Publié le 10 mars 2022 par

L’idée : Le romancier Quentin Bruet-Ferréol, avec son récit Dieu est un voleur qui marche dans la nuit (Bouquins) nous plonge dans une expérience de pensée en mentalité sectaire.


Par Rémi Sussan

Marshall Applewhite, le co-gourou de la secte de la comète Hale-Bopp. DR

Nombre d’entre vous s’en souviennent, sans doute. En mars 1997, dans le sillage de la comète Hale-Bopp, un groupe de 39 membres de la secte Heaven’s Gate, une secte ovni, se livrait à un étrange suicide collectif (un dernier repas terrestre composé d’une compote de pommes à la vodka et au phénobarbital, et pour deux d’entre-eux un sac plastique sur le visage) dans l’espoir de « se libérer de leur corps » et de rejoindre ainsi, le vaisseau spatial caché derrière l’astre errant. Pour écrire son roman, Dieu est un voleur qui marche dans la nuit ( Bouquins, 448 p., 20 €, janvier 2022),  Quentin Bruet-Ferréol  s’est très largement documenté, allant jusqu’à contacter d’anciens membres rescapés de la secte (car il y en a). Sa lecture nous amène à nous poser de nombreuses questions sur la nature de la croyance et de l’extrémisme religieux. Il ne s’agit pas pour autant d’un lourd pensum philosophique, mais bel et bien d’un roman haletant, qui se lit d’un trait.

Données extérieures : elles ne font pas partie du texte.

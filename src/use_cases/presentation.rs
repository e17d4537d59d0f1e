// Observer running on its own cadence: mirrors the latest published update and turns field
// edges into presentation cues. Reads snapshots only.

use super::clock::FixedStepClock;
use super::mirror::RemoteMirror;
use super::simulation::Simulation;
use super::types::WorldUpdate;
use crate::domain::replication::{ChangeDetector, FieldId, VisualCue};
use crate::domain::state::EntityId;
use crate::domain::timer::TickRate;
use crate::domain::tuning::PlayerTuning;
use std::time::Duration;
use tokio::sync::watch;
use tracing::{debug, info};

#[derive(Debug, Clone, PartialEq)]
pub enum PresentationEvent {
    Cue { entity: EntityId, cue: VisualCue },
    ScoreChanged { entity: EntityId },
    Removed { entity: EntityId },
}

/// Mirror plus change detector; one `refresh` per presentation frame.
pub struct Presenter {
    mirror: RemoteMirror,
    detector: ChangeDetector,
    clock: FixedStepClock,
}

impl Presenter {
    pub fn new(tuning: PlayerTuning, tick_rate: TickRate) -> Self {
        Self {
            mirror: RemoteMirror::new(tuning),
            detector: ChangeDetector::new(),
            clock: FixedStepClock::new(tick_rate),
        }
    }

    /// Refreshes may outnumber ticks; an unchanged tick yields no events.
    pub fn refresh(&mut self, latest: WorldUpdate) -> Vec<PresentationEvent> {
        self.mirror.receive(latest);
        self.mirror.advance(&self.clock);

        let snapshots = self.mirror.snapshots();
        let mut events = Vec::new();
        for snapshot in &snapshots {
            for change in self.detector.detect_changes(snapshot) {
                if let Some(cue) = VisualCue::from_change(&change) {
                    events.push(PresentationEvent::Cue {
                        entity: snapshot.id,
                        cue,
                    });
                } else if change.field == FieldId::Score {
                    events.push(PresentationEvent::ScoreChanged {
                        entity: snapshot.id,
                    });
                }
            }
        }

        let removed = self
            .detector
            .sweep(|id| snapshots.iter().any(|s| s.id == id));
        events.extend(
            removed
                .into_iter()
                .map(|entity| PresentationEvent::Removed { entity }),
        );
        events
    }
}

pub async fn presentation_task(
    mut snapshot_rx: watch::Receiver<WorldUpdate>,
    mut presenter: Presenter,
    refresh_interval: Duration,
) {
    let mut interval = tokio::time::interval(refresh_interval);

    loop {
        interval.tick().await;
        if snapshot_rx.has_changed().is_err() {
            info!("snapshot channel closed; presentation task exiting");
            break;
        }

        let latest = snapshot_rx.borrow_and_update().clone();
        for event in presenter.refresh(latest) {
            debug!(?event, "presentation");
        }
    }
}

Do entend des voix, Ti les interprète

Considérée comme la « première secte internet », à cause son usage précurseur du web, la secte est en effet bien plus âgée que la Toile. Son histoire débute en 1975, avec la première apparition publique de ses deux gourous, Marshall Applewhite et Bonnie Nettles, soit Do et Ti (pour utiliser les deux derniers des innombrables pseudonymes qu’ils se donnèrent). Étrange couple que forment ces deux là. Do entend des voix, Ti les interprète. Le message qu’ils élaborent est un apocalyptisme de type ovni, et ils préconisent l’adoption d’un ascétisme extrême qui vise à séparer radicalement l’esprit du corps (et qui aboutira, dans certains cas, à la castration pure et simple de certains de ces membres). Mais ce couple gourou ne correspond pas au stéréotype de ce genre de personnages, que l’on imagine plus souvent en fortes personnalités autoritaires. Do et Ti, doutent, se demandent parfois s’ils ne sont pas victimes d’hallucinations, d’erreurs d’interprétation. Dans ces moments-là, ce sont les disciples eux mêmes qui les convainquent de la validité de leur message. De la même manière, on ne retrouve pas dans Heaven’s Gate, le désir de maintenir les adeptes dans le giron de la secte, coûte que coûte. Ceux-ci ont le droit de s’en aller à tout moment, parfois même avec les encouragements des deux gourous. Il arrive parfois que Do donne au déserteur un peu d’argent pour qu’ils puisse se retourner une fois revenu dans « le monde ».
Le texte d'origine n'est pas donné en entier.